There’s this whole idea of beginner’s mind, which you just remember that we’re still beginners. No matter how many years we’ve had. I was doing my homework on you in advance in your Twitter feed and you re-tweeted a Simon Sinek quote, “If your mind is closed, all you hear is criticism. If it’s open, then you hear advice.” That’s so true because one of our first podcast was with Kelly Leonard and he had just done an interview with Kim Scott who wrote Radical Candor. It talks a lot about this ability to have really open, honest conversations, which is a skill because we don’t want to hurt people’s feelings and we want to be really careful, but when you do get that and you actually hear the truth, especially as a leader, when you get that, that is so important for us.

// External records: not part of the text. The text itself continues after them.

//! Runtime family classification and target validation.

use crate::error::{Result, UpgradeError};
use once_cell::sync::Lazy;
use regex::Regex;
use serde::Serialize;
use std::fmt;

/// Coarse runtime classification, independent of the exact version
#[derive(Debug, Clone, Copy, PartialEq, Eq, Hash, Serialize)]
#[serde(rename_all = "lowercase")]
pub enum RuntimeFamily {
    Python,
    Nodejs,
    Unsupported,
}

impl fmt::Display for RuntimeFamily {
    fn fmt(&self, f: &mut fmt::Formatter<'_>) -> fmt::Result {
        match self {
            RuntimeFamily::Python => write!(f, "python"),
            RuntimeFamily::Nodejs => write!(f, "nodejs"),
            RuntimeFamily::Unsupported => write!(f, "unsupported"),
        }
    }
}

impl std::str::FromStr for RuntimeFamily {
    type Err = anyhow::Error;

    fn from_str(s: &str) -> anyhow::Result<Self> {
        match s.to_lowercase().as_str() {
            "python" => Ok(RuntimeFamily::Python),
            "nodejs" | "node" => Ok(RuntimeFamily::Nodejs),
            _ => anyhow::bail!("Unsupported runtime family: {}. Supported: python, nodejs", s),
        }
    }
}

struct FamilyRule {
    family: RuntimeFamily,
    pattern: Regex,
    example: &'static str,
}

// Checked in order. A target must match its family's pattern exactly.
static FAMILY_RULES: Lazy<Vec<FamilyRule>> = Lazy::new(|| {
    vec![
        FamilyRule {
            family: RuntimeFamily::Python,
            pattern: Regex::new(r"^python3\.\d+$").expect("valid python runtime pattern"),
            example: "python3.12",
        },
        FamilyRule {
            family: RuntimeFamily::Nodejs,
            pattern: Regex::new(r"^nodejs\d+\.x$").expect("valid nodejs runtime pattern"),
            example: "nodejs20.x",
        },
    ]
});

/// Family name part of a runtime identifier: the literal `python`/`nodejs`
/// prefix, otherwise everything before the first digit, `.` or `-`.
pub fn coarse_prefix(runtime: &str) -> &str {
    for known in ["python", "nodejs"] {
        if runtime.starts_with(known) {
            return known;
        }
    }
    let end = runtime
        .find(|c: char| c.is_ascii_digit() || c == '.' || c == '-')
        .unwrap_or(runtime.len());
    &runtime[..end]
}

/// Classify any runtime string. Never fails; used for fleet runtimes that may
/// not be in canonical form.
pub fn derive_family(runtime: &str) -> RuntimeFamily {
    match coarse_prefix(runtime) {
        "python" => RuntimeFamily::Python,
        "nodejs" => RuntimeFamily::Nodejs,
        _ => RuntimeFamily::Unsupported,
    }
}

/// Validate a requested target runtime and return its family.
///
/// Pure and network-free, so a bad invocation fails before any AWS call.
pub fn validate_target(runtime: &str) -> Result<RuntimeFamily> {
    let family = derive_family(runtime);

    let Some(rule) = FAMILY_RULES.iter().find(|rule| rule.family == family) else {
        return Err(UpgradeError::UnsupportedRuntimeFamily {
            runtime: runtime.to_string(),
            family: coarse_prefix(runtime).to_string(),
            supported: supported_families(),
        });
    };

    if !rule.pattern.is_match(runtime) {
        return Err(UpgradeError::InvalidRuntimeFormat {
            runtime: runtime.to_string(),
            expected: rule.example.to_string(),
        });
    }

    Ok(rule.family)
}

fn supported_families() -> String {
    FAMILY_RULES
        .iter()
        .map(|rule| rule.family.to_string())
        .collect::<Vec<_>>()
        .join(", ")
}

I’m grateful to her every day, to this day. She and I have stayed in touch and we’ve actually worked together. She went to an agency at one point and we’ve actually used her agency for a while. She’s now retired and enjoying her grandchildren and her family, but I think back a lot on that and I could have gone two ways in that. She could have whitewashed the conversation and made it seem like everything was hunky-dory and fine and she didn’t. She was really honest with me and said, “This isn’t a bad conversation. This is a good conversation. You’ve been here six months. You’ve got a lot to learn. Here’s what you’ve got to learn.”

The Power Of Relationships And Conversation

I find that establishing this community, this network, these people that support us, it’s the most important thing that we can do. Of course, the Summit is about creating a community of leaders who can rely on each other. I read that you have a group of people, a network of help that you tap into when you want guidance and advice. Talk to me about the importance of those relationships.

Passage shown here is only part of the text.